Таким образом, правильное использование слов отношения, то есть предложений, включает то, что можно с полным правом назвать «восприятием формы», то есть оно предполагает определенную реакцию на стимул, представляющий собой форму. Предположим, например, что ребенок научился говорить, что один предмет находится «над» другим, когда это действительно так. Стимулом к использованию слова «над» служит реляционная особенность окружения, и мы можем сказать, что эта особенность «воспринимается», поскольку она порождает определенную реакцию. Можно возразить, что само отношение над не слишком похоже на слово «над». Это верно; но то же самое верно и для обычных физических объектов. Камень, по мнению физиков, совсем не похож на то, что мы видим, глядя на него, и тем не менее мы можем с полным правом утверждать, что «воспринимаем» его. Впрочем, это забегание вперед. Четко проявившийся вывод заключается в том, что способность человека правильно использовать предложения служит доказательством чувствительности к формальным или реляционным стимулам.

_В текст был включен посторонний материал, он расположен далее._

use crate::collaborators::{PrecheckEngine, SimilarCaseSource, TextExtractor};
use crate::store::{AnalysisJob, DocumentStore};
use lex_analysis::AnalysisEngine;
use lex_core::{
    AnalysisResult, CheckerSettings, Document, DocumentStatus, Invoice, InvoiceAnalysisRequest,
    LegalContextEntry, PrecheckFinding, PrecheckSeverity,
};
use lex_error::{LexError, Result};
use lex_llm::ProviderRegistry;
use lex_retrieval::{LegalRetrievalService, SearchOptions};
use std::sync::Arc;
use std::time::Duration;
use tracing::{info, instrument, warn};

/// 预检必填字段的默认集合
pub const DEFAULT_MANDATORY_FIELDS: &[&str] = &[
    "invoice_number",
    "supplier",
    "invoice_date",
    "gross_amount",
];

const MAX_ATTEMPTS: usize = 3;
const RETRY_BASE_MS: u64 = 500;

/// 分析流水线编排器
///
/// 按阶段推进单个文档：解析 → 预检 → 相似案例 → 法规检索 →
/// 模型分析 → 结果落盘。法规检索是尽力而为的增强阶段，
/// 任何失败都降级为无法规语境继续分析，绝不让文档进入 Error。
pub struct AnalysisOrchestrator {
    store: DocumentStore,
    registry: Arc<ProviderRegistry>,
    retrieval: Arc<LegalRetrievalService>,
    extractor: Arc<dyn TextExtractor>,
    precheck: Arc<dyn PrecheckEngine>,
    similar_cases: Arc<dyn SimilarCaseSource>,
}

impl AnalysisOrchestrator {
    pub fn new(
        store: DocumentStore,
        registry: Arc<ProviderRegistry>,
        retrieval: Arc<LegalRetrievalService>,
        extractor: Arc<dyn TextExtractor>,
        precheck: Arc<dyn PrecheckEngine>,
        similar_cases: Arc<dyn SimilarCaseSource>,
    ) -> Self {
        Self {
            store,
            registry,
            retrieval,
            extractor,
            precheck,
            similar_cases,
        }
    }

    pub fn store(&self) -> &DocumentStore {
        &self.store
    }

    /// 跑完一个分析任务。失败时文档被置为 error 状态并返回原始错误。
    #[instrument(skip(self, job), fields(document_id = %job.document_id))]
    pub async fn run(&self, job: &AnalysisJob) -> Result<AnalysisResult> {
        match self.execute(job).await {
            Ok(result) => Ok(result),
            Err(e) => {
                e.log(
                    &lex_error::ErrorMetadata::new(&e, "pipeline")
                        .with_operation("analyze")
                        .with_document(&job.document_id.to_string()),
                );
                let _ = self.store.set_status(
                    job.document_id,
                    DocumentStatus::Error,
                    Some(e.to_string()),
                );
                Err(e)
            }
        }
    }

    async fn execute(&self, job: &AnalysisJob) -> Result<AnalysisResult> {
        let mut document = self.store.get_document(job.document_id)?;

        if document.status == DocumentStatus::Uploaded {
            document = self.parse(document).await?;
        }
        document = self
            .store
            .set_status(document.id, DocumentStatus::Analyzing, None)?;

        let invoice = document.invoice.clone().unwrap_or_default();
        let ruleset_id = document
            .ruleset_id
            .clone()
            .unwrap_or_else(|| "default".to_string());
        let settings = self.store.checker_settings(&ruleset_id)?;

        let mandatory_fields: Vec<String> = DEFAULT_MANDATORY_FIELDS
            .iter()
            .map(|s| s.to_string())
            .collect();
        let precheck_findings =
            self.run_prechecks(&document, &invoice, &mandatory_fields, &settings)?;

        let similar_cases = match self.similar_cases.similar(&invoice).await {
            Ok(cases) => cases,
            Err(e) => {
                warn!(document_id = %document.id, error = %e, "similar case lookup failed");
                Vec::new()
            }
        };

        let legal_context = self.build_legal_context(&document, &invoice, &settings).await;

        let request = InvoiceAnalysisRequest {
            document_id: document.id,
            ruleset_id: ruleset_id.clone(),
            invoice,
            precheck_findings,
            project_context: None,
            beneficiary_context: None,
            similar_cases,
            legal_context,
            mandatory_fields,
        };

        let chat_model = self
            .registry
            .chat_model(&job.provider, job.model.as_deref())?;
        let engine = AnalysisEngine::new(chat_model, &job.provider);

        let result = run_with_retries(|| engine.analyze(&request)).await?;

        self.store.append_result(&result)?;
        self.store
            .set_status(document.id, DocumentStatus::Analyzed, None)?;
        info!(
            document_id = %document.id,
            assessment = ?result.overall_assessment,
            "analysis pipeline complete"
        );
        Ok(result)
    }

    async fn parse(&self, document: Document) -> Result<Document> {
        let document = self
            .store
            .set_status(document.id, DocumentStatus::Parsing, None)?;
        let (text, invoice) = self.extractor.extract(&document).await?;
        self.store.update_extraction(document.id, text, invoice)?;
        self.store
            .set_status(document.id, DocumentStatus::Parsed, None)
    }

    fn run_prechecks(
        &self,
        document: &Document,
        invoice: &Invoice,
        mandatory_fields: &[String],
        settings: &CheckerSettings,
    ) -> Result<Vec<PrecheckFinding>> {
        let mut findings = self.precheck.run(
            invoice,
            mandatory_fields,
            settings.amount_checker.tolerance_percent,
        );
        if !settings.amount_checker.enabled {
            findings.retain(|f| f.field != "gross_amount" || f.severity != PrecheckSeverity::Warning);
        }

        if settings.duplicate_checker.enabled {
            if let Some(other) = self.store.find_duplicate(invoice, document.id)? {
                findings.push(PrecheckFinding {
                    field: "invoice_number".to_string(),
                    severity: PrecheckSeverity::Warning,
                    message: format!("mögliches Duplikat von Dokument {}", other),
                });
            }
        }
        Ok(findings)
    }

    /// 法规检索阶段。关闭、无可检索文本或检索失败都返回 None，
    /// 提示词组装端据此省略法规段。
    async fn build_legal_context(
        &self,
        document: &Document,
        invoice: &Invoice,
        settings: &CheckerSettings,
    ) -> Option<Vec<LegalContextEntry>> {
        let checker = &settings.legal_checker;
        if !checker.enabled {
            return None;
        }

        let query = legal_query(invoice);
        if query.is_empty() {
            warn!(document_id = %document.id, "no text available for legal retrieval");
            return None;
        }

        let options = SearchOptions {
            n_results: checker.max_results as usize,
            funding_period: Some(checker.funding_period.clone()),
            hierarchy_levels: None,
            rerank_by_hierarchy: checker.use_hierarchy_weighting,
        };
        let results = match self.retrieval.search(&query, &options).await {
            Ok(results) => results,
            Err(e) => {
                warn!(
                    document_id = %document.id,
                    error = %e,
                    "legal retrieval failed, continuing without legal context"
                );
                return None;
            }
        };

        let mut entries = Vec::new();
        let mut cited_terms: Vec<String> = Vec::new();
        for result in results {
            if result.weighted_score < checker.min_relevance_score {
                continue;
            }
            for term in &result.definitions_used {
                if !cited_terms.contains(term) {
                    cited_terms.push(term.clone());
                }
            }
            entries.push(LegalContextEntry {
                norm_citation: result.norm_citation,
                source_kind: source_kind(result.hierarchy_level).to_string(),
                content: result.content,
                weighted_score: result.weighted_score,
            });
        }

        if checker.include_definitions {
            for term in cited_terms {
                for definition in self.retrieval.definitions(Some(&term)).await {
                    if definition.term.eq_ignore_ascii_case(&term) {
                        entries.push(LegalContextEntry {
                            norm_citation: definition.norm_citation,
                            source_kind: "definition".to_string(),
                            content: format!("„{}“: {}", definition.term, definition.definition),
                            weighted_score: 0.0,
                        });
                    }
                }
            }
        }

        if entries.is_empty() {
            None
        } else {
            Some(entries)
        }
    }
}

Структура предложения, утверждающего некоторый реляционный факт, например «это находится над тем» или «Брут убил Цезаря», в важном отношении отличается от структуры самого утверждаемого ею факта. «Над» — это отношение, существующее между двумя членами «это» и «то»; однако само слово «над» отношением не является. В предложении отношением выступает порядок слов во времени (или в пространстве, если они написаны), но слово для обозначения отношения само по себе столь же субстанциально, как и остальные слова. В флективных языках, таких как латынь, порядок слов не является необходимым для указания «смысла» отношения; но в языках без флексий это единственный способ различить выражения «Брут убил Цезаря» и «Цезарь убил Брута». Слова представляют собой физические феномены, обладающие пространственными и временными отношениями; мы используем эти отношения в нашей словесной символизации других отношений, главным образом для того, чтобы показать «направление» отношения, то есть идет ли оно от А к В или от В к А.

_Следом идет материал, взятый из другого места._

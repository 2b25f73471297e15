pub mod engine;
pub mod prompt;

pub use engine::AnalysisEngine;
pub use prompt::{build_system_prompt, build_user_prompt};
use async_trait::async_trait;
use lex_core::LegalChunk;
use lex_error::Result;

/// 候选块：索引返回的原始相似度命中，加权排序在服务层完成
#[derive(Debug, Clone)]
pub struct Candidate {
    pub chunk: LegalChunk,
    pub similarity: f32,
}

/// 索引查询的结构化过滤条件
#[derive(Debug, Clone, Default)]
pub struct ChunkFilter {
    pub funding_period: Option<String>,
    pub hierarchy_levels: Option<Vec<u8>>,
}

impl ChunkFilter {
    pub fn matches(&self, chunk: &LegalChunk) -> bool {
        if let Some(period) = &self.funding_period {
            if chunk.funding_period.as_deref() != Some(period.as_str()) {
                return false;
            }
        }
        if let Some(levels) = &self.hierarchy_levels {
            if !levels.contains(&chunk.hierarchy_level) {
                return false;
            }
        }
        true
    }
}

/// 法规块向量索引
///
/// 只负责存取与相似度检索，层级加权和排序属于检索服务。
#[async_trait]
pub trait LegalIndex: Send + Sync {
    /// 批量写入带嵌入向量的块
    async fn upsert(&self, chunks: Vec<(LegalChunk, Vec<f32>)>) -> Result<()>;

    /// 按查询向量取前 limit 个候选（已应用过滤条件）
    async fn query(
        &self,
        embedding: &[f32],
        limit: usize,
        filter: &ChunkFilter,
    ) -> Result<Vec<Candidate>>;

    /// 删除某一来源的全部块，返回删除数量
    async fn remove_source(&self, source_id: &str) -> Result<usize>;

    /// 索引中的块总数
    async fn count(&self) -> Result<usize>;

    /// 按层级统计块数量，键为层级 1..=7
    async fn count_by_level(&self) -> Result<std::collections::BTreeMap<u8, usize>>;
}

Огромная путаница в отношении отношений, которая царила практически во всех философиях, проистекает из того факта, который мы только что отметили: отношения обозначаются не другими отношениями, а словами, которые сами по себе точно такие же, как и все прочие слова. Вследствие этого, размышляя об отношениях, мы постоянно колеблемся между несубстанциальностью самого отношения и субстанциальностью слова. Возьмем, скажем, тот факт, что молния предшествует грому. Если бы мы выразили это с помощью языка, точно воспроизводящего структуру факта, нам пришлось бы сказать просто: «молния, гром», где тот факт, что первое слово предшествует второму, означает, что то, что обозначает первое слово, предшествует тому, что обозначает второе слово. Но даже если бы мы приняли этот метод для выражения временной последовательности, нам все равно понадобились бы слова для всех остальных отношений, поскольку мы не могли бы символизировать их через порядок слов без невыносимой двусмысленности. Все это важно помнить, когда мы перейдем к рассмотрению структуры мира, поскольку ничто, кроме предварительного изучения языка, не убережет нас от заблуждений, на которые нас толкает язык в наших метафизических спекуляциях.
На протяжении этой главы я ничего не говорил о повествовательном и образном использовании слов; я рассматривал слова в связи с непосредственным чувственным стимулом, тесно связанным с тем, что они обозначают. Другие способы использования слов трудно обсуждать до тех пор, пока мы не рассмотрим память и воображение. В настоящей главе я ограничился бихевиористским объяснением эффектов слышимых как стимулы слов и причин произносимых слов, когда последние относятся к чему-то чувственно присутствующему. Я думаю, мы обнаружим, что другие виды применения слов — такие как нарративное и образное — задействуют лишь новые применения закона ассоциации. Но мы не сможем развить эту тему до тех пор, пока не обсудим еще несколько психологических вопросов.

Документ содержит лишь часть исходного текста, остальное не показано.